Work task: Below are some records; return each one exactly.

Extracted material:
——

//! Persistence gateway for promptbase.
//!
//! Provides a `Gateway` that owns the single SQLite connection, creates the
//! `prompts` table on startup, and hands out the [`Prompts`] store that runs
//! every data-access statement.
//!
//! Lifecycle: [`Gateway::initialize`] → use → [`Gateway::close`].

mod error;
mod prompts;

pub use error::{GatewayError, Result};
pub use prompts::{Prompt, Prompts, SortOrder, TIMESTAMP_FORMAT};

use std::path::{Path, PathBuf};
use std::sync::{Mutex, MutexGuard};

use rusqlite::functions::FunctionFlags;
use rusqlite::{Connection, OpenFlags};
use tracing::{debug, info};

/// Where a connection string points.
#[derive(Debug, Clone, PartialEq, Eq)]
pub enum ConnectionTarget {
    Memory,
    File(PathBuf),
}

impl ConnectionTarget {
    /// Parse a connection string.
    ///
    /// Accepted forms: `sqlite::memory:`, `:memory:`, `sqlite://<path>`,
    /// `sqlite:<path>`, or a bare filesystem path.
    pub fn parse(connection_string: &str) -> Result<Self> {
        let s = connection_string.trim();
        if s.is_empty() {
            return Err(GatewayError::Connection(
                "no connection string configured (set DATABASE_URL)".to_string(),
            ));
        }

        if s == ":memory:" || s == "sqlite::memory:" {
            return Ok(Self::Memory);
        }

        if let Some(rest) = s.strip_prefix("sqlite:") {
            let path = rest.strip_prefix("//").unwrap_or(rest);
            if path.is_empty() {
                return Err(GatewayError::Connection(format!(
                    "connection string '{}' names no database file",
                    s
                )));
            }
            return Ok(Self::File(PathBuf::from(path)));
        }

        if let Some((scheme, _)) = s.split_once("://") {
            return Err(GatewayError::Connection(format!(
                "unsupported store '{}': only sqlite connection strings are accepted",
                scheme
            )));
        }

        Ok(Self::File(PathBuf::from(s)))
    }
}

/// Owns the SQLite connection shared by every operation.
pub struct Gateway {
    conn: Mutex<Connection>,
    target: ConnectionTarget,
}

impl Gateway {
    /// Open the store named by `connection_string` and make sure the
    /// `prompts` table exists.
    ///
    /// Any failure here is a [`GatewayError::Connection`]; the application
    /// cannot proceed without a store.
    pub fn initialize(connection_string: &str) -> Result<Self> {
        let target = ConnectionTarget::parse(connection_string)?;

        let conn = match &target {
            ConnectionTarget::Memory => Connection::open_in_memory(),
            ConnectionTarget::File(path) => Self::open_file(path),
        }
        .map_err(|e| GatewayError::Connection(format!("{}: {}", describe(&target), e)))?;

        Self::register_functions(&conn)
            .and_then(|_| Self::init_schema(&conn))
            .map_err(|e| GatewayError::Connection(format!("{}: {}", describe(&target), e)))?;

        info!(store = %describe(&target), "prompt store ready");

        Ok(Self {
            conn: Mutex::new(conn),
            target,
        })
    }

    /// Open an in-memory store (useful for testing).
    pub fn open_in_memory() -> Result<Self> {
        Self::initialize("sqlite::memory:")
    }

    /// The store this gateway is connected to.
    pub fn target(&self) -> &ConnectionTarget {
        &self.target
    }

    /// Access the prompts store.
    pub fn prompts(&self) -> Result<Prompts<'_>> {
        let conn = self.lock()?;
        Ok(Prompts::new(conn))
    }

    /// Close the connection, ending the gateway's lifecycle.
    pub fn close(self) -> Result<()> {
        let conn = self
            .conn
            .into_inner()
            .map_err(|_| GatewayError::LockPoisoned)?;
        conn.close().map_err(|(_, e)| GatewayError::Database(e))?;
        debug!(store = %describe(&self.target), "prompt store closed");
        Ok(())
    }

    fn lock(&self) -> Result<MutexGuard<'_, Connection>> {
        self.conn.lock().map_err(|_| GatewayError::LockPoisoned)
    }

    fn open_file(path: &Path) -> rusqlite::Result<Connection> {
        // No SQLITE_OPEN_URI: the path is taken literally.
        Connection::open_with_flags(
            path,
            OpenFlags::SQLITE_OPEN_READ_WRITE
                | OpenFlags::SQLITE_OPEN_CREATE
                | OpenFlags::SQLITE_OPEN_NO_MUTEX,
        )
    }

    /// `casefold(text)`: Unicode lowercase, so searches ignore case beyond
    /// ASCII.
    fn register_functions(conn: &Connection) -> rusqlite::Result<()> {
        conn.create_scalar_function(
            "casefold",
            1,
            FunctionFlags::SQLITE_UTF8 | FunctionFlags::SQLITE_DETERMINISTIC,
            |ctx| {
                let text: String = ctx.get(0)?;
                Ok(text.to_lowercase())
            },
        )
    }

    /// Initialize the database schema.
    fn init_schema(conn: &Connection) -> rusqlite::Result<()> {
        conn.execute_batch(
            r#"
            CREATE TABLE IF NOT EXISTS prompts (
                id INTEGER PRIMARY KEY AUTOINCREMENT,
                title TEXT NOT NULL CHECK (length(trim(title)) > 0),
                prompt TEXT NOT NULL CHECK (length(trim(prompt)) > 0),
                is_favorite BOOLEAN NOT NULL DEFAULT FALSE,
                created_at TEXT NOT NULL DEFAULT (strftime('%Y-%m-%d %H:%M:%f', 'now')),
                updated_at TEXT NOT NULL DEFAULT (strftime('%Y-%m-%d %H:%M:%f', 'now'))
            );

            CREATE INDEX IF NOT EXISTS idx_prompts_created_at ON prompts(created_at DESC);
            CREATE INDEX IF NOT EXISTS idx_prompts_favorite ON prompts(is_favorite DESC, created_at DESC);
            "#,
        )
    }
}

fn describe(target: &ConnectionTarget) -> String {
    match target {
        ConnectionTarget::Memory => "in-memory database".to_string(),
        ConnectionTarget::File(path) => path.display().to_string(),
    }
}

——

Response to this task:
//! Persistence gateway for promptbase.
//!
//! Provides a `Gateway` that owns the single SQLite connection, creates the
//! `prompts` table on startup, and hands out the [`Prompts`] store that runs
//! every data-access statement.
//!
//! Lifecycle: [`Gateway::initialize`] → use → [`Gateway::close`].

mod error;
mod prompts;

pub use error::{GatewayError, Result};
pub use prompts::{Prompt, Prompts, SortOrder, TIMESTAMP_FORMAT};

use std::path::{Path, PathBuf};
use std::sync::{Mutex, MutexGuard};

use rusqlite::functions::FunctionFlags;
use rusqlite::{Connection, OpenFlags};
use tracing::{debug, info};

/// Where a connection string points.
#[derive(Debug, Clone, PartialEq, Eq)]
pub enum ConnectionTarget {
    Memory,
    File(PathBuf),
}

impl ConnectionTarget {
    /// Parse a connection string.
    ///
    /// Accepted forms: `sqlite::memory:`, `:memory:`, `sqlite://<path>`,
    /// `sqlite:<path>`, or a bare filesystem path.
    pub fn parse(connection_string: &str) -> Result<Self> {
        let s = connection_string.trim();
        if s.is_empty() {
            return Err(GatewayError::Connection(
                "no connection string configured (set DATABASE_URL)".to_string(),
            ));
        }

        if s == ":memory:" || s == "sqlite::memory:" {
            return Ok(Self::Memory);
        }

        if let Some(rest) = s.strip_prefix("sqlite:") {
            let path = rest.strip_prefix("//").unwrap_or(rest);
            if path.is_empty() {
                return Err(GatewayError::Connection(format!(
                    "connection string '{}' names no database file",
                    s
                )));
            }
            return Ok(Self::File(PathBuf::from(path)));
        }

        if let Some((scheme, _)) = s.split_once("://") {
            return Err(GatewayError::Connection(format!(
                "unsupported store '{}': only sqlite connection strings are accepted",
                scheme
            )));
        }

        Ok(Self::File(PathBuf::from(s)))
    }
}

/// Owns the SQLite connection shared by every operation.
pub struct Gateway {
    conn: Mutex<Connection>,
    target: ConnectionTarget,
}

impl Gateway {
    /// Open the store named by `connection_string` and make sure the
    /// `prompts` table exists.
    ///
    /// Any failure here is a [`GatewayError::Connection`]; the application
    /// cannot proceed without a store.
    pub fn initialize(connection_string: &str) -> Result<Self> {
        let target = ConnectionTarget::parse(connection_string)?;

        let conn = match &target {
            ConnectionTarget::Memory => Connection::open_in_memory(),
            ConnectionTarget::File(path) => Self::open_file(path),
        }
        .map_err(|e| GatewayError::Connection(format!("{}: {}", describe(&target), e)))?;

        Self::register_functions(&conn)
            .and_then(|_| Self::init_schema(&conn))
            .map_err(|e| GatewayError::Connection(format!("{}: {}", describe(&target), e)))?;

        info!(store = %describe(&target), "prompt store ready");

        Ok(Self {
            conn: Mutex::new(conn),
            target,
        })
    }

    /// Open an in-memory store (useful for testing).
    pub fn open_in_memory() -> Result<Self> {
        Self::initialize("sqlite::memory:")
    }

    /// The store this gateway is connected to.
    pub fn target(&self) -> &ConnectionTarget {
        &self.target
    }

    /// Access the prompts store.
    pub fn prompts(&self) -> Result<Prompts<'_>> {
        let conn = self.lock()?;
        Ok(Prompts::new(conn))
    }

    /// Close the connection, ending the gateway's lifecycle.
    pub fn close(self) -> Result<()> {
        let conn = self
            .conn
            .into_inner()
            .map_err(|_| GatewayError::LockPoisoned)?;
        conn.close().map_err(|(_, e)| GatewayError::Database(e))?;
        debug!(store = %describe(&self.target), "prompt store closed");
        Ok(())
    }

    fn lock(&self) -> Result<MutexGuard<'_, Connection>> {
        self.conn.lock().map_err(|_| GatewayError::LockPoisoned)
    }

    fn open_file(path: &Path) -> rusqlite::Result<Connection> {
        // No SQLITE_OPEN_URI: the path is taken literally.
        Connection::open_with_flags(
            path,
            OpenFlags::SQLITE_OPEN_READ_WRITE
                | OpenFlags::SQLITE_OPEN_CREATE
                | OpenFlags::SQLITE_OPEN_NO_MUTEX,
        )
    }

    /// `casefold(text)`: Unicode lowercase, so searches ignore case beyond
    /// ASCII.
    fn register_functions(conn: &Connection) -> rusqlite::Result<()> {
        conn.create_scalar_function(
            "casefold",
            1,
            FunctionFlags::SQLITE_UTF8 | FunctionFlags::SQLITE_DETERMINISTIC,
            |ctx| {
                let text: String = ctx.get(0)?;
                Ok(text.to_lowercase())
            },
        )
    }

    /// Initialize the database schema.
    fn init_schema(conn: &Connection) -> rusqlite::Result<()> {
        conn.execute_batch(
            r#"
            CREATE TABLE IF NOT EXISTS prompts (
                id INTEGER PRIMARY KEY AUTOINCREMENT,
                title TEXT NOT NULL CHECK (length(trim(title)) > 0),
                prompt TEXT NOT NULL CHECK (length(trim(prompt)) > 0),
                is_favorite BOOLEAN NOT NULL DEFAULT FALSE,
                created_at TEXT NOT NULL DEFAULT (strftime('%Y-%m-%d %H:%M:%f', 'now')),
                updated_at TEXT NOT NULL DEFAULT (strftime('%Y-%m-%d %H:%M:%f', 'now'))
            );

            CREATE INDEX IF NOT EXISTS idx_prompts_created_at ON prompts(created_at DESC);
            CREATE INDEX IF NOT EXISTS idx_prompts_favorite ON prompts(is_favorite DESC, created_at DESC);
            "#,
        )
    }
}

fn describe(target: &ConnectionTarget) -> String {
    match target {
        ConnectionTarget::Memory => "in-memory database".to_string(),
        ConnectionTarget::File(path) => path.display().to_string(),
    }
}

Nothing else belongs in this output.